▶ TO DO
For the records below, report how many lines include the string "Result", leaving out everything except the number.

[[ DATASET, beginning ]]

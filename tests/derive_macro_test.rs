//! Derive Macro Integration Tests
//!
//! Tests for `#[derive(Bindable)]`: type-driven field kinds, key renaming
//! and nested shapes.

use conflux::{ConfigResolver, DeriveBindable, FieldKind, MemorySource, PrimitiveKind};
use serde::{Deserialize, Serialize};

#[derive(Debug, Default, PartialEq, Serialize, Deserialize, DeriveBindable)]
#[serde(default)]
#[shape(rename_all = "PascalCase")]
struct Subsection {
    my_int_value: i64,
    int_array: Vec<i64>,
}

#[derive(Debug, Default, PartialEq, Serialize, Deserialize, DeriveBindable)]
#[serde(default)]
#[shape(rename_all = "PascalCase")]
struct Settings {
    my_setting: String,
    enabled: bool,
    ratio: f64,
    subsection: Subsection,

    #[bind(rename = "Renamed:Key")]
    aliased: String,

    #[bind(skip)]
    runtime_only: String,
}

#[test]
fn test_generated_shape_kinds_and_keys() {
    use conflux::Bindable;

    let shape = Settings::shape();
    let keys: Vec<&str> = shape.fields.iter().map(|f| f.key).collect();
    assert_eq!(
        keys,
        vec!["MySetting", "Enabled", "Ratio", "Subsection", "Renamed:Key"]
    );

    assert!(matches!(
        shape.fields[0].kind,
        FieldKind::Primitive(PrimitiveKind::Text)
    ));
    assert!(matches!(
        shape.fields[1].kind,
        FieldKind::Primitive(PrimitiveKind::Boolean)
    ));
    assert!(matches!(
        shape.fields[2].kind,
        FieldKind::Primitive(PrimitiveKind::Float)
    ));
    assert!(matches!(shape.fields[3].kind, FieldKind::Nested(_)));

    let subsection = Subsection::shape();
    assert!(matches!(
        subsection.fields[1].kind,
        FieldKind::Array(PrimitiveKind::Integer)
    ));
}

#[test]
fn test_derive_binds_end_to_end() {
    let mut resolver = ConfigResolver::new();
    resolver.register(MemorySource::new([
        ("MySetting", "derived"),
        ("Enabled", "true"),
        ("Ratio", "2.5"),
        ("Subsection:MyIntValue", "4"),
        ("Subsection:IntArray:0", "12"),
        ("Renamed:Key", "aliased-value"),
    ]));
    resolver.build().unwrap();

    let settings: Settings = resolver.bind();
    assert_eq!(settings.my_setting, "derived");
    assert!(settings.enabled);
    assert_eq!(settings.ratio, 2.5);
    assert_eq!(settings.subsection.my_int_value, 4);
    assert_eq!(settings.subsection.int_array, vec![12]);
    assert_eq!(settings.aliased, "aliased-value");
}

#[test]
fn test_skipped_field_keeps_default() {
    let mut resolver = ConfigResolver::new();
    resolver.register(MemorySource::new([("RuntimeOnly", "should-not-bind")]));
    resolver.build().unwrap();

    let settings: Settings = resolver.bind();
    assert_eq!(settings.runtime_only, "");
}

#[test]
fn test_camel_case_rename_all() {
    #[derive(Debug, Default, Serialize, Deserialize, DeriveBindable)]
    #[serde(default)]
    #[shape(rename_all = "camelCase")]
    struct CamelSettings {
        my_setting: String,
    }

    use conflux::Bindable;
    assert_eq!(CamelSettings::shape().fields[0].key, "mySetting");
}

[[ DATASET, end ]]
[[ DATASET, beginning ]]

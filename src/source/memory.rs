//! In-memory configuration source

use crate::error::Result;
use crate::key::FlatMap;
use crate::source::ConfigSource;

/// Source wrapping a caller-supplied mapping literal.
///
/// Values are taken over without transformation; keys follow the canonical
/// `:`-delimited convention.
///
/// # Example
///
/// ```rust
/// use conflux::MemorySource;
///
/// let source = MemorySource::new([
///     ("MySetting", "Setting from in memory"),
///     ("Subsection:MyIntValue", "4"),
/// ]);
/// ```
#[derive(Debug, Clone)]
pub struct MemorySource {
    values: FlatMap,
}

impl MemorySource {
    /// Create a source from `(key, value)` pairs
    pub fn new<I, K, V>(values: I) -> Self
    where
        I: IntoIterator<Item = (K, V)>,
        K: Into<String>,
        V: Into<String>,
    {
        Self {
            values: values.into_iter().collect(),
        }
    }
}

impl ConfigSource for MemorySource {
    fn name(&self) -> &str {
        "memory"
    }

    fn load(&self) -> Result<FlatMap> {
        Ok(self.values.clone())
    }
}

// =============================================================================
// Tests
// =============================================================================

[[ DATASET, end ]]
[[ DATASET, beginning ]]

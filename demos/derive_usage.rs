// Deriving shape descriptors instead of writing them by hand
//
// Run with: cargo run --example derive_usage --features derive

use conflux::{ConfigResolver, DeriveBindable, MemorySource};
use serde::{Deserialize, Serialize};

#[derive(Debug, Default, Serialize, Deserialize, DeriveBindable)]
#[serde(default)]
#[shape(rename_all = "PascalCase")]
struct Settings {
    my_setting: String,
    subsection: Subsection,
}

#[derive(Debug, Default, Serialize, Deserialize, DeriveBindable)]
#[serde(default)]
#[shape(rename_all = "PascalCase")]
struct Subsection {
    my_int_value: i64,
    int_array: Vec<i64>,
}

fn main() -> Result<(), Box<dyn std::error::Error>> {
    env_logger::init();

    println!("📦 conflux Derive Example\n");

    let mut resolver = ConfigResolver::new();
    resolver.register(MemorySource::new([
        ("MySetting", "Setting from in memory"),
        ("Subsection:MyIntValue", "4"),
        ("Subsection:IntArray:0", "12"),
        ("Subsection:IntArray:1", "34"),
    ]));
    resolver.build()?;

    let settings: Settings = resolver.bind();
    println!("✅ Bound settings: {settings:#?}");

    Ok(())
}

[[ DATASET, end ]]

▶ TASK OUTPUT
3